With respect to derivative liability, the Supreme Court considered the issue of a regulator’s ability to “pierce the corporate veil” for environmental liabilities in United States v. Bestfoods. The United States brought a cost recovery action under the Comprehensive Environmental Response, Compensation and Liability Act (CERCLA) for costs of contamination against a corporation and a parent corporation
CERCLA imposes liability to an “owner” of a facility, but also to an “operator.” The United States argued that because the parent corporation had control of its subsidiary’s business, it was also liable for its environmental obligations. The Supreme Court disagreed and determined that because (1) the parent observed all the corporate formalities it could not pierce the corporate veil to attach liability to the parent and (2) the parent did not manage or direct the subsidiary’s operations related to hazardous waste, the corporate form protected the parent corporation from the subsidiary’s environmental liabilities.
One common practice to limit a company’s environmental liabilities in the real estate context is the creation of “special purpose entities.” Companies purchasing property on which to operate will often create a separate entity that owns the real property apart from the operating entity, which then will lease the property on which it operates from the special purpose entity. In that way, if there is some sort of environmental liability associated with the property, the operating entity is shielded from liability and only the assets of the special purpose entity are at risk.
However, a regulator can try to pierce the corporate veil to attach normally protected assets if, for instance, the special purpose entity is inadequately capitalized, did not keep separate books and accounts, or had no difference between members of the boards of the corporations.
The corporate form may fail to shield owners or employees from operations if their actions directly cause environmental harm.
In January 2014, thousands of gallons of a coal-cleaning compound were released into the Elk River in West Virginia, resulting in thousands of people being unable to drink their water. Nearly a year later, a federal grand jury indicted four of the company’s owners and managers under the Clean Water Act. Two former owners of Freedom Industries pleaded guilty to environmental violations stemming from the chemical spill.
The CEO of Massey Energy was indicted for alleged violations of mine safety and health regulations that resulted in the 2010 Upper Big Branch Mine explosion that killed dozens of miners.

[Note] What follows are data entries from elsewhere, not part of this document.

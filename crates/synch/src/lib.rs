//! # Cinder synchronization primitives
//!
//! Blocking and busy-waiting primitives used throughout the kernel:
//!
//! - [`Spinlock`]: busy-waits with the interrupt priority level raised; never sleeps.
//! - [`Semaphore`]: counting semaphore with `P`/`V`.
//! - [`Lock`]: sleeping mutual-exclusion lock with an explicit holder.
//! - [`Cv`]: condition variable paired with a [`Lock`].
//!
//! Every primitive records *which* thread holds it (see [`ThreadId`]) so that
//! re-entrant acquisition and foreign release are caught as assertion failures
//! instead of silently corrupting state.
//!
//! Sleeping is implemented by [`WaitChannel`], which deschedules the calling host
//! thread until another thread wakes it.

mod cv;
mod lock;
mod semaphore;
pub mod spl;
mod spinlock;
mod thread;
mod wchan;

pub use cv::Cv;
pub use lock::{Lock, LockGuard};
pub use semaphore::Semaphore;
pub use spinlock::{Spinlock, SpinlockGuard};
pub use spl::SplGuard;
pub use thread::ThreadId;
pub use wchan::{Sleeper, WaitChannel};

So, how do companies protect themselves from losing their corporate assets or avoid criminal penalties?
- Ensure that all the corporate formalities are observed when creating and maintaining subsidiaries so liability is limited to those subsidiaries and not the parent.
- Do not involve the parent in day-to-day activities related to hazardous waste disposal or environmental compliance, instead assigning those responsibilities to competent employees or directors of the subsidiary.

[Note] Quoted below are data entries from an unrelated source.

//! Points formula and winner determination

use serde::{Deserialize, Serialize};

use crate::{
    constants::points::{FAST, FAST_RATIO, HINT_PENALTY, MEDIUM, MEDIUM_RATIO, SLOW},
    countdown::Countdown,
    teams::Team,
};

/// Inputs of the points formula, captured at the moment of scoring
#[derive(Debug, Clone, Copy, PartialEq)]
pub struct ScoringInput {
    /// Fraction of the round still remaining
    pub remaining_ratio: f64,
    /// Whether the image was locked clear by a pause or a manual clear
    pub locked_clear: bool,
    /// Whether the hint was used this round
    pub hint_used: bool,
}

impl ScoringInput {
    /// Reads the scoring inputs off a countdown
    pub fn new(countdown: &Countdown, hint_used: bool) -> Self {
        Self {
            remaining_ratio: countdown.remaining_ratio(),
            locked_clear: countdown.is_locked_clear(),
            hint_used,
        }
    }
}

/// Calculates the points awarded for a guess
///
/// A correct guess earns [`FAST`], [`MEDIUM`] or [`SLOW`] depending on how
/// much of the round remained, always [`SLOW`] when the image was locked
/// clear, less [`HINT_PENALTY`] if the hint was used. Wrong guesses earn
/// nothing.
pub fn calculate_points(correct: bool, input: ScoringInput) -> u64 {
    if !correct {
        return 0;
    }

    let base = if input.locked_clear {
        SLOW
    } else if input.remaining_ratio > FAST_RATIO {
        FAST
    } else if input.remaining_ratio > MEDIUM_RATIO {
        MEDIUM
    } else {
        SLOW
    };

    if input.hint_used {
        base.saturating_sub(HINT_PENALTY)
    } else {
        base
    }
}

/// Outcome of comparing the two team scores
#[derive(Debug, Clone, Copy, PartialEq, Eq, Serialize, Deserialize)]
pub enum Winner {
    /// One team has strictly more points
    Team(Team),
    /// Both teams have the same score
    Tie,
}

impl Winner {
    /// Compares two scores, indexed by team
    pub fn from_scores(first: u64, second: u64) -> Self {
        match first.cmp(&second) {
            std::cmp::Ordering::Greater => Self::Team(Team::First),
            std::cmp::Ordering::Less => Self::Team(Team::Second),
            std::cmp::Ordering::Equal => Self::Tie,
        }
    }
}

#[cfg(test)]
#[cfg_attr(coverage_nightly, coverage(off))]
mod tests {
    use super::*;

    fn input(remaining_ratio: f64, locked_clear: bool, hint_used: bool) -> ScoringInput {
        ScoringInput {
            remaining_ratio,
            locked_clear,
            hint_used,
        }
    }

    #[test]
    fn test_fast_guess() {
        assert_eq!(calculate_points(true, input(0.9, false, false)), 100);
        assert_eq!(calculate_points(true, input(0.9, false, true)), 75);
    }

    #[test]
    fn test_tiers_use_strict_thresholds() {
        assert_eq!(calculate_points(true, input(0.67, false, false)), 100);
        assert_eq!(calculate_points(true, input(0.66, false, false)), 75);
        assert_eq!(calculate_points(true, input(0.34, false, false)), 75);
        assert_eq!(calculate_points(true, input(0.33, false, false)), 50);
        assert_eq!(calculate_points(true, input(0., false, false)), 50);
    }

    #[test]
    fn test_locked_clear_is_lowest_tier() {
        for ratio in [1., 0.9, 0.5, 0.1] {
            assert_eq!(calculate_points(true, input(ratio, true, false)), 50);
            assert_eq!(calculate_points(true, input(ratio, true, true)), 25);
        }
    }

    #[test]
    fn test_wrong_guess_scores_nothing() {
        for locked_clear in [false, true] {
            for hint_used in [false, true] {
                for ratio in [1., 0.5, 0.] {
                    assert_eq!(
                        calculate_points(false, input(ratio, locked_clear, hint_used)),
                        0
                    );
                }
            }
        }
    }

    #[test]
    fn test_input_from_countdown() {
        let mut countdown = Countdown::new(20);
        countdown.start();
        countdown.tick();
        countdown.clear_image();

        let input = ScoringInput::new(&countdown, true);
        assert!((input.remaining_ratio - 0.95).abs() < 1e-9);
        assert!(input.locked_clear);
        assert_eq!(calculate_points(true, input), 25);
    }

    #[test]
    fn test_winner() {
        assert_eq!(Winner::from_scores(120, 80), Winner::Team(Team::First));
        assert_eq!(Winner::from_scores(40, 80), Winner::Team(Team::Second));
        assert_eq!(Winner::from_scores(100, 100), Winner::Tie);
    }
}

- Develop strict guidelines and compliance plans and assign people to ensure that employees and visitors comply strictly with them.

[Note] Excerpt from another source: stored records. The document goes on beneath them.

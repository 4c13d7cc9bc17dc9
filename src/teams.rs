//! Two-team play: names, scores and turn order
//!
//! Team mode alternates turns between exactly two teams. Each team
//! accumulates the points of the rounds played on its turn.

use enum_map::{Enum, EnumMap, enum_map};
use heck::ToTitleCase;
use rustrict::CensorStr;
use serde::{Deserialize, Serialize};
use thiserror::Error;

use crate::{constants::teams::MAX_NAME_LENGTH, scoring::Winner};

/// One of the two competing teams
#[derive(Debug, Clone, Copy, PartialEq, Eq, Hash, Enum, Serialize, Deserialize)]
pub enum Team {
    /// The team playing the first round
    First,
    /// The other team
    Second,
}

impl Team {
    /// The team whose turn comes after this one
    #[must_use]
    pub fn other(self) -> Self {
        match self {
            Self::First => Self::Second,
            Self::Second => Self::First,
        }
    }
}

/// Errors that can occur when naming teams
#[derive(Error, Serialize, Debug, Clone, Copy, PartialEq, Eq)]
pub enum NameError {
    /// The name is empty or contains only whitespace
    #[error("team name cannot be empty")]
    Empty,
    /// The name exceeds the maximum allowed length
    #[error("team name is too long")]
    TooLong,
    /// The name contains inappropriate content
    #[error("team name is inappropriate")]
    Sinful,
    /// Both teams were given the same name
    #[error("team names must differ")]
    Duplicate,
}

/// Cleans and validates a single team name
///
/// # Errors
///
/// * `NameError::TooLong` - Name exceeds [`MAX_NAME_LENGTH`] characters
/// * `NameError::Empty` - Name is empty after trimming whitespace
/// * `NameError::Sinful` - Name contains inappropriate content
fn clean_name(name: &str) -> Result<String, NameError> {
    let name = rustrict::trim_whitespace(name);
    if name.chars().count() > MAX_NAME_LENGTH {
        return Err(NameError::TooLong);
    }
    if name.is_empty() {
        return Err(NameError::Empty);
    }
    if name.is_inappropriate() {
        return Err(NameError::Sinful);
    }
    Ok(name.to_owned())
}

/// Generates a random plural team name such as "Brave Otters"
fn random_name() -> String {
    let name = petname::petname(2, " ").unwrap_or_else(|| "movie buff".to_owned());
    pluralizer::pluralize(&name, 2, false).to_title_case()
}

/// Names, scores and the active team of a team-mode session
#[derive(Debug, Clone, PartialEq, Eq, Serialize, Deserialize)]
pub struct Teams {
    names: EnumMap<Team, String>,
    scores: EnumMap<Team, u64>,
    active: Team,
}

impl Default for Teams {
    /// Two randomly named teams with no points, the first one playing
    fn default() -> Self {
        let first = random_name();
        let second = std::iter::repeat_with(random_name)
            .take(8)
            .find(|name| *name != first)
            .unwrap_or_else(|| format!("{first} II"));

        Self {
            names: enum_map! {
                Team::First => first.clone(),
                Team::Second => second.clone(),
            },
            scores: EnumMap::default(),
            active: Team::First,
        }
    }
}

impl Teams {
    /// Creates two teams with the given names
    ///
    /// # Errors
    ///
    /// Returns the first [`NameError`] found, or `NameError::Duplicate` if
    /// both names are the same after cleaning.
    pub fn with_names(first: &str, second: &str) -> Result<Self, NameError> {
        let first = clean_name(first)?;
        let second = clean_name(second)?;
        if first.eq_ignore_ascii_case(&second) {
            return Err(NameError::Duplicate);
        }

        Ok(Self {
            names: enum_map! {
                Team::First => first.clone(),
                Team::Second => second.clone(),
            },
            scores: EnumMap::default(),
            active: Team::First,
        })
    }

    /// The team whose turn it is
    pub fn active(&self) -> Team {
        self.active
    }

    /// Name of a team
    pub fn name(&self, team: Team) -> &str {
        &self.names[team]
    }

    /// Name of the team whose turn it is
    pub fn active_name(&self) -> &str {
        self.name(self.active)
    }

    /// Score of a team
    pub fn score(&self, team: Team) -> u64 {
        self.scores[team]
    }

    /// Both scores, indexed by team
    pub fn scores(&self) -> [u64; 2] {
        [self.scores[Team::First], self.scores[Team::Second]]
    }

    /// Both names, indexed by team
    pub fn names(&self) -> [&str; 2] {
        [self.name(Team::First), self.name(Team::Second)]
    }

    /// Adds points to the active team
    pub fn award_active(&mut self, points: u64) {
        self.scores[self.active] += points;
    }

    /// Passes the turn to the other team
    pub fn switch(&mut self) {
        self.active = self.active.other();
    }

    /// Zeroes both scores and gives the turn back to the first team
    pub fn reset(&mut self) {
        self.scores = EnumMap::default();
        self.active = Team::First;
    }

    /// Compares the two scores
    pub fn winner(&self) -> Winner {
        Winner::from_scores(self.scores[Team::First], self.scores[Team::Second])
    }
}

#[cfg(test)]
#[cfg_attr(coverage_nightly, coverage(off))]
mod tests {
    use super::*;

    #[test]
    fn test_team_other() {
        assert_eq!(Team::First.other(), Team::Second);
        assert_eq!(Team::Second.other(), Team::First);
    }

    #[test]
    fn test_with_names_trims() {
        let teams = Teams::with_names("  Heroes ", "Villains").unwrap();
        assert_eq!(teams.names(), ["Heroes", "Villains"]);
        assert_eq!(teams.active(), Team::First);
        assert_eq!(teams.scores(), [0, 0]);
    }

    #[test]
    fn test_with_names_rejects_invalid() {
        assert_eq!(Teams::with_names("", "B"), Err(NameError::Empty));
        assert_eq!(Teams::with_names("A", "   "), Err(NameError::Empty));
        assert_eq!(
            Teams::with_names(&"a".repeat(MAX_NAME_LENGTH + 1), "B"),
            Err(NameError::TooLong)
        );
        assert_eq!(Teams::with_names("Heroes", "heroes"), Err(NameError::Duplicate));
    }

    #[test]
    fn test_with_names_max_length_allowed() {
        let long = "a".repeat(MAX_NAME_LENGTH);
        assert!(Teams::with_names(&long, "B").is_ok());
    }

    #[test]
    fn test_award_and_switch() {
        let mut teams = Teams::with_names("A", "B").unwrap();

        teams.award_active(100);
        teams.switch();
        teams.award_active(75);
        teams.award_active(50);

        assert_eq!(teams.active(), Team::Second);
        assert_eq!(teams.active_name(), "B");
        assert_eq!(teams.score(Team::First), 100);
        assert_eq!(teams.score(Team::Second), 125);
        assert_eq!(teams.winner(), Winner::Team(Team::Second));
    }

    #[test]
    fn test_reset() {
        let mut teams = Teams::with_names("A", "B").unwrap();
        teams.award_active(100);
        teams.switch();
        teams.reset();

        assert_eq!(teams.scores(), [0, 0]);
        assert_eq!(teams.active(), Team::First);
        assert_eq!(teams.winner(), Winner::Tie);
    }

    #[test]
    fn test_default_names_differ() {
        let teams = Teams::default();
        let [first, second] = teams.names();

        assert!(!first.is_empty());
        assert_ne!(first, second);
    }

    #[test]
    fn test_name_error_messages() {
        assert_eq!(NameError::Empty.to_string(), "team name cannot be empty");
        assert_eq!(NameError::Duplicate.to_string(), "team names must differ");
    }
}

- Meticulously record compliance with local, state and federal laws and regulations and store records and process requirements where they can be found easily by employees, operators and regulators (during inspections).
- Leave compliance issues with trained personnel and do not directly get involved in areas beyond your expertise, especially if one reason is to create incentives to cut corners or cover up noncompliance issues.
Businesses enjoy the protections offered by the corporate form to develop and grow their businesses. In the environmental context, however, owners who do not follow the strict legal requirements for maintaining their corporation or that become directly involved in regulated activity that results in a violation of law risk not only their assets, but their freedom.
- Senior Attorney
A senior attorney in Plunkett Cooney’s Bloomfield Hills office, Saulius K. Mikalonis leads the firm's Environment, Energy and Resources Law and Cannabis Law industry groups.
Mr. Mikalonis focuses his practice on all aspects of ...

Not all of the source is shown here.